La Gazette

des Comores

Télécommunication « Un décret aux conséquences néfastes pour le pays »

Télécommunication  « Un décret aux conséquences néfastes pour le pays » © : HZK-LGDC

Le président de la République a signé le 13 février, un décret portant institution de contrôle et de taxation des communications téléphoniques et des données internationales entrants en Union des Comores. Un décret mal pris par le président de l’Association Comorienne des Consommateurs des TIC et pense que l’institution de cette mesure a plus de méfait pour le pays que de bénéfice.
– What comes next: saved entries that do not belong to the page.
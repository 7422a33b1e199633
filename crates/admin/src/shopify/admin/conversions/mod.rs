//! Type conversions from GraphQL response types to domain types.
//!
//! These functions convert the generated `graphql_client` types
//! into our clean domain types.

mod customers;
mod inventory;
mod orders;
mod products;

pub use customers::{convert_customer, convert_customer_connection};
pub use inventory::{convert_inventory_level_connection, convert_location_connection};
pub use orders::{
    convert_fulfillment_orders, convert_order, convert_order_connection,
    convert_order_list_connection,
};
pub use products::{convert_product, convert_product_connection};

/// Convert a currency code enum to string.
pub fn currency_code_to_string<T: std::fmt::Debug>(code: T) -> String {
    format!("{code:?}")
}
Dans le chapitre premier, l’article premier du décret portant institution de contrôle et de taxation des communications téléphoniques et des données internationales entrants en Union des Comores stipule que « le présent décret institue un système de contrôle des communications téléphoniques en Union des Comores et un système de taxation des communications internationales entrants en Union des Comores ». Un décret qui instaure une nouvelle taxation sur les appels internationaux entrants. Pour le président de l’Association Comorienne des Consommateurs des TIC (ACTIC), le président de la République a été mal conseillé en signant ce décret. Selon lui, les objectifs affichés dans le décret ne seront pas atteints mais l’institution de cette mesure a plus de méfaits pour le pays que de bénéfice.

 

« Cette décision était adoptée par certains pays africains mais se sont ravisés vu ses conséquences néfastes », déclare Hamidou Mhoma. Ce dernier estime qu’instaurer une taxe sur les appels internationaux entrants aura des conséquences négatives pour le pays, l’Etat et les consommateurs. « Le pays manquera d’attractivité. On ne va pas appeler les Comores compte tenu des coûts élevés. L’Etat perdra en impôt sur les sociétés puisque les volumes d’un appel pour les opérateurs vont baisser ; ce qui induit une baisse des revenus de ces sociétés. Ce qui démontre que les résultats attendus par le gouvernement au niveau fiscal ne seront pas au rendez-vous », poursuit-il.

 

Au niveau des consommateurs, ils verront leurs communications avec la diaspora réduite mais aussi une baisse de la fluidité des communications. Le décret prévoit aussi la facturation des appels OTTs (Skype, WhatsApp, Viber…), ce qui a étonné encore plus le président de l’ACTIC. « Les opérateurs ont compris que ce n’est pas la voix qui leur rapporte de l’argent mais que ce sont les services connexes à valeur ajoutée qui constituent les revenus principaux de ces sociétés », précise-t-il, avant d’ajouter que « on ne peut pas nous imposer des prix supplémentaires sur la voix IP à un moment où nous achetons de la Data ».

 

Le président de la Fédération des Consommateurs Comoriens (FCC) s’interroge sur la rapidité du gouvernement à prendre une telle décision. « Nous connaissons la faiblesse de l’ANRTIC dans son travail. Et je sais qu’à travers cette situation, il va beaucoup investir et demander l’assistance à un opérateur étranger. Est6ce que ce n’est pas un retour de Vocalpad ? », se demande Mohamed Said Abdallah Mchangama. Il reste convaincu que la liberté qu’il y’avait pour les opérateurs de s’entendre avec ceux de l’étranger risque de disparaître et pense que « dans ce décret, il y a une nécessité d’écouter et connaître le contenu des échanges ». Il appelle la diaspora à mettre en place un groupe technique pour suivre le dossier. La Gazette des Comores a essayé d’entrer en contact avec le directeur général de l’ANRTIC mais en vain. Nos appels étaient sans réponse.